As I detest leaving questions here in unanswered when they have actual answers, allow me to condense the comments and external links.
We'll begin with the definition from your excerpt, with the expanded definition of battery in italics for readability, and bold italic for the corresponding alterations it makes to the content of the definition.
Inside the limits of the series or large group of related geographical boundaries (which enclose a plant or unit being erected), established for the purpose of providing a means of specifically identifying certain portions of the plant...
Though Ben Franklin was thinking of the same thing when he used the word battery to describe his invention that used a series of electrical capacitors to store and deliver a useful electrical charge, that's more of an aside.

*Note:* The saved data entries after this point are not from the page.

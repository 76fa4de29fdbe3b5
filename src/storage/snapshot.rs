//! File-backed record store.
//!
//! Profiles live in memory and the whole set is written to a MessagePack
//! snapshot after every mutation (temp file, fsync, rename). A mutation only
//! becomes visible once its snapshot is on disk.

use super::RecordStore;
use crate::core::{AssetError, NewProfile, ProfileChanges, ProfileId, Result, UserProfile};
use async_trait::async_trait;
use chrono::{DateTime, Utc};
use serde::{Deserialize, Serialize};
use std::collections::HashMap;
use std::path::{Path, PathBuf};
use std::sync::Arc;
use tokio::io::AsyncWriteExt;
use tokio::sync::RwLock;
use tracing::{debug, info};
use uuid::Uuid;

const SNAPSHOT_VERSION: u32 = 1;

// ============================================================================
// Snapshot Format
// ============================================================================

#[derive(Debug, Serialize, Deserialize)]
struct ProfileSnapshot {
    version: u32,
    saved_at: DateTime<Utc>,
    profiles: Vec<UserProfile>,
}

impl ProfileSnapshot {
    fn new(profiles: &HashMap<ProfileId, UserProfile>) -> Self {
        let mut profiles: Vec<_> = profiles.values().cloned().collect();
        profiles.sort_by(|a, b| a.id.cmp(&b.id));
        Self {
            version: SNAPSHOT_VERSION,
            saved_at: Utc::now(),
            profiles,
        }
    }
}

// ============================================================================
// Snapshot Record Store
// ============================================================================

pub struct SnapshotRecordStore {
    snapshot_path: PathBuf,
    profiles: Arc<RwLock<HashMap<ProfileId, UserProfile>>>,
}

impl SnapshotRecordStore {
    pub fn new<P: AsRef<Path>>(snapshot_path: P) -> Self {
        Self {
            snapshot_path: snapshot_path.as_ref().to_path_buf(),
            profiles: Arc::new(RwLock::new(HashMap::new())),
        }
    }

    async fn load(&self) -> Result<Option<ProfileSnapshot>> {
        let data = match tokio::fs::read(&self.snapshot_path).await {
            Ok(data) => data,
            Err(err) if err.kind() == std::io::ErrorKind::NotFound => return Ok(None),
            Err(err) => {
                return Err(AssetError::store(format!(
                    "Failed to read snapshot {}: {}",
                    self.snapshot_path.display(),
                    err
                )));
            }
        };
        let snapshot: ProfileSnapshot = rmp_serde::from_slice(&data)
            .map_err(|e| AssetError::store(format!("Failed to deserialize snapshot: {}", e)))?;
        if snapshot.version != SNAPSHOT_VERSION {
            return Err(AssetError::store(format!(
                "Unsupported snapshot version {}",
                snapshot.version
            )));
        }
        Ok(Some(snapshot))
    }

    /// Applies `mutate` to a copy of the current state, persists the copy and
    /// only then swaps it in.
    ///
    /// The work runs on its own task, so a caller that stops waiting (e.g. on
    /// a timeout) cannot leave the file and the in-memory map disagreeing.
    async fn commit<T, F>(&self, mutate: F) -> Result<T>
    where
        T: Send + 'static,
        F: FnOnce(&mut HashMap<ProfileId, UserProfile>) -> T + Send + 'static,
    {
        let profiles = Arc::clone(&self.profiles);
        let path = self.snapshot_path.clone();

        tokio::spawn(async move {
            let mut guard = profiles.write_owned().await;
            let mut next = (*guard).clone();
            let outcome = mutate(&mut next);
            write_snapshot(&path, &next).await?;
            *guard = next;
            Ok::<T, AssetError>(outcome)
        })
        .await
        .map_err(|e| AssetError::store(format!("Snapshot commit aborted: {}", e)))?
    }
}

async fn write_snapshot(path: &Path, profiles: &HashMap<ProfileId, UserProfile>) -> Result<()> {
    let serialized = rmp_serde::to_vec(&ProfileSnapshot::new(profiles))
        .map_err(|e| AssetError::store(format!("Failed to serialize snapshot: {}", e)))?;

    if let Some(parent) = path.parent()
        && !parent.as_os_str().is_empty()
    {
        tokio::fs::create_dir_all(parent).await.map_err(|e| {
            AssetError::store(format!("Failed to create snapshot directory: {}", e))
        })?;
    }

    let temp_path = path.with_extension("tmp");
    let mut file = tokio::fs::File::create(&temp_path)
        .await
        .map_err(|e| AssetError::store(format!("Failed to create temp file: {}", e)))?;
    file.write_all(&serialized)
        .await
        .map_err(|e| AssetError::store(format!("Failed to write snapshot: {}", e)))?;
    file.sync_all()
        .await
        .map_err(|e| AssetError::store(format!("Failed to sync snapshot: {}", e)))?;
    drop(file);
    tokio::fs::rename(&temp_path, path)
        .await
        .map_err(|e| AssetError::store(format!("Failed to rename snapshot: {}", e)))?;

    debug!(path = %path.display(), profiles = profiles.len(), "snapshot written");
    Ok(())
}

#[async_trait]
impl RecordStore for SnapshotRecordStore {
    async fn init(&self) -> Result<()> {
        let Some(snapshot) = self.load().await? else {
            info!(path = %self.snapshot_path.display(), "no snapshot found, starting empty");
            return Ok(());
        };

        let count = snapshot.profiles.len();
        let mut profiles = self.profiles.write().await;
        *profiles = snapshot
            .profiles
            .into_iter()
            .map(|profile| (profile.id.clone(), profile))
            .collect();
        info!(
            path = %self.snapshot_path.display(),
            profiles = count,
            saved_at = %snapshot.saved_at,
            "snapshot loaded"
        );
        Ok(())
    }

    async fn insert(&self, fields: NewProfile) -> Result<UserProfile> {
        let profile = UserProfile::from_new(ProfileId::new(Uuid::new_v4().simple().to_string()), fields);
        let stored = profile.clone();
        self.commit(move |profiles| {
            profiles.insert(stored.id.clone(), stored);
        })
        .await?;
        Ok(profile)
    }

    async fn find_by_id(&self, id: &ProfileId) -> Result<Option<UserProfile>> {
        Ok(self.profiles.read().await.get(id).cloned())
    }

    async fn update(&self, id: &ProfileId, changes: ProfileChanges) -> Result<Option<UserProfile>> {
        if !self.profiles.read().await.contains_key(id) {
            return Ok(None);
        }
        let id = id.clone();
        self.commit(move |profiles| {
            profiles.get_mut(&id).map(|profile| {
                changes.apply_to(profile);
                profile.clone()
            })
        })
        .await
    }

    async fn delete_by_id(&self, id: &ProfileId) -> Result<bool> {
        if !self.profiles.read().await.contains_key(id) {
            return Ok(false);
        }
        let id = id.clone();
        self.commit(move |profiles| profiles.remove(&id).is_some())
            .await
    }

    async fn list(&self) -> Result<Vec<UserProfile>> {
        let mut profiles: Vec<_> = self.profiles.read().await.values().cloned().collect();
        profiles.sort_by(|a, b| a.id.cmp(&b.id));
        Ok(profiles)
    }

    async fn shutdown(&self) -> Result<()> {
        let profiles = self.profiles.read().await;
        write_snapshot(&self.snapshot_path, &profiles).await
    }
}

#[cfg(test)]
mod tests {
    use super::*;
    use crate::core::PictureRef;
    use std::time::Duration;
    use tempfile::TempDir;

    fn ada() -> NewProfile {
        NewProfile {
            name: Some("Ada".to_string()),
            email: Some("ada@x.io".to_string()),
            picture: Some(PictureRef::new("https://store/v1/D10ATest/profile_picture_T1.png")),
        }
    }

    #[tokio::test]
    async fn test_profiles_survive_reopen() {
        let temp_dir = TempDir::new().unwrap();
        let path = temp_dir.path().join("nested").join("profiles.snapshot");

        let store = SnapshotRecordStore::new(&path);
        store.init().await.unwrap();
        let created = store.insert(ada()).await.unwrap();
        store
            .update(
                &created.id,
                ProfileChanges::picture(PictureRef::new("https://store/v2/D10ATest/b.jpg")),
            )
            .await
            .unwrap();
        assert!(path.exists());

        let reopened = SnapshotRecordStore::new(&path);
        reopened.init().await.unwrap();
        let loaded = reopened.find_by_id(&created.id).await.unwrap().unwrap();
        assert_eq!(loaded.name.as_deref(), Some("Ada"));
        assert_eq!(
            loaded.picture.unwrap().url(),
            "https://store/v2/D10ATest/b.jpg"
        );
    }

    #[tokio::test]
    async fn test_delete_is_persisted() {
        let temp_dir = TempDir::new().unwrap();
        let path = temp_dir.path().join("profiles.snapshot");

        let store = SnapshotRecordStore::new(&path);
        store.init().await.unwrap();
        let created = store.insert(ada()).await.unwrap();
        assert!(store.delete_by_id(&created.id).await.unwrap());
        assert!(!store.delete_by_id(&created.id).await.unwrap());

        let reopened = SnapshotRecordStore::new(&path);
        reopened.init().await.unwrap();
        assert!(reopened.list().await.unwrap().is_empty());
    }

    #[tokio::test]
    async fn test_abandoned_insert_lands_in_memory_and_on_disk() {
        let temp_dir = TempDir::new().unwrap();
        let path = temp_dir.path().join("profiles.snapshot");

        let store = SnapshotRecordStore::new(&path);
        store.init().await.unwrap();

        // The caller gives up immediately; the commit keeps going.
        let _ = tokio::time::timeout(Duration::ZERO, store.insert(ada())).await;

        let mut in_memory = Vec::new();
        for _ in 0..200 {
            in_memory = store.list().await.unwrap();
            if !in_memory.is_empty() {
                break;
            }
            tokio::time::sleep(Duration::from_millis(10)).await;
        }
        assert_eq!(in_memory.len(), 1);

        let reopened = SnapshotRecordStore::new(&path);
        reopened.init().await.unwrap();
        assert_eq!(reopened.list().await.unwrap(), in_memory);
    }

    #[tokio::test]
    async fn test_missing_snapshot_starts_empty() {
        let temp_dir = TempDir::new().unwrap();
        let store = SnapshotRecordStore::new(temp_dir.path().join("absent.snapshot"));
        store.init().await.unwrap();
        assert!(store.list().await.unwrap().is_empty());
    }

    #[tokio::test]
    async fn test_corrupt_snapshot_is_store_unavailable() {
        let temp_dir = TempDir::new().unwrap();
        let path = temp_dir.path().join("profiles.snapshot");
        std::fs::write(&path, b"definitely not msgpack").unwrap();

        let store = SnapshotRecordStore::new(&path);
        let err = store.init().await.unwrap_err();
        assert!(matches!(err, AssetError::StoreUnavailable(_)));
    }
}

These both point toward an earlier military definition:
A series (of two or more) pieces of artillery used for combined action.

The idea here being that as the number of guns pointed at a given target increases, the more devastating a strike from those guns will be. One gun makes a hole in a wall, two guns make a bigger hole or penetrates further, and so on until you run out of space to place more guns (or patience, or overload the weight bearing capacity of whatever you're putting them on, the list goes on).
From here, we jump from English to French, who used the word batterie to describe (I'm paraphrasing here for simplicity's sake)...
Bombardment (raining of heavy blows down upon) of a target, or the weapons used to do this with.
And this evolved from use of their original use of the word baterie to describe...
The act of beating; thrashing; assault.
Which, consequently, the word battery also means in contemporary English, though the legal term is more restrictive (and beyond the scope of this answer).
Compiled from the comments of JavaLatte, TRomano, CowperKettle & Sina, and the sources they provided.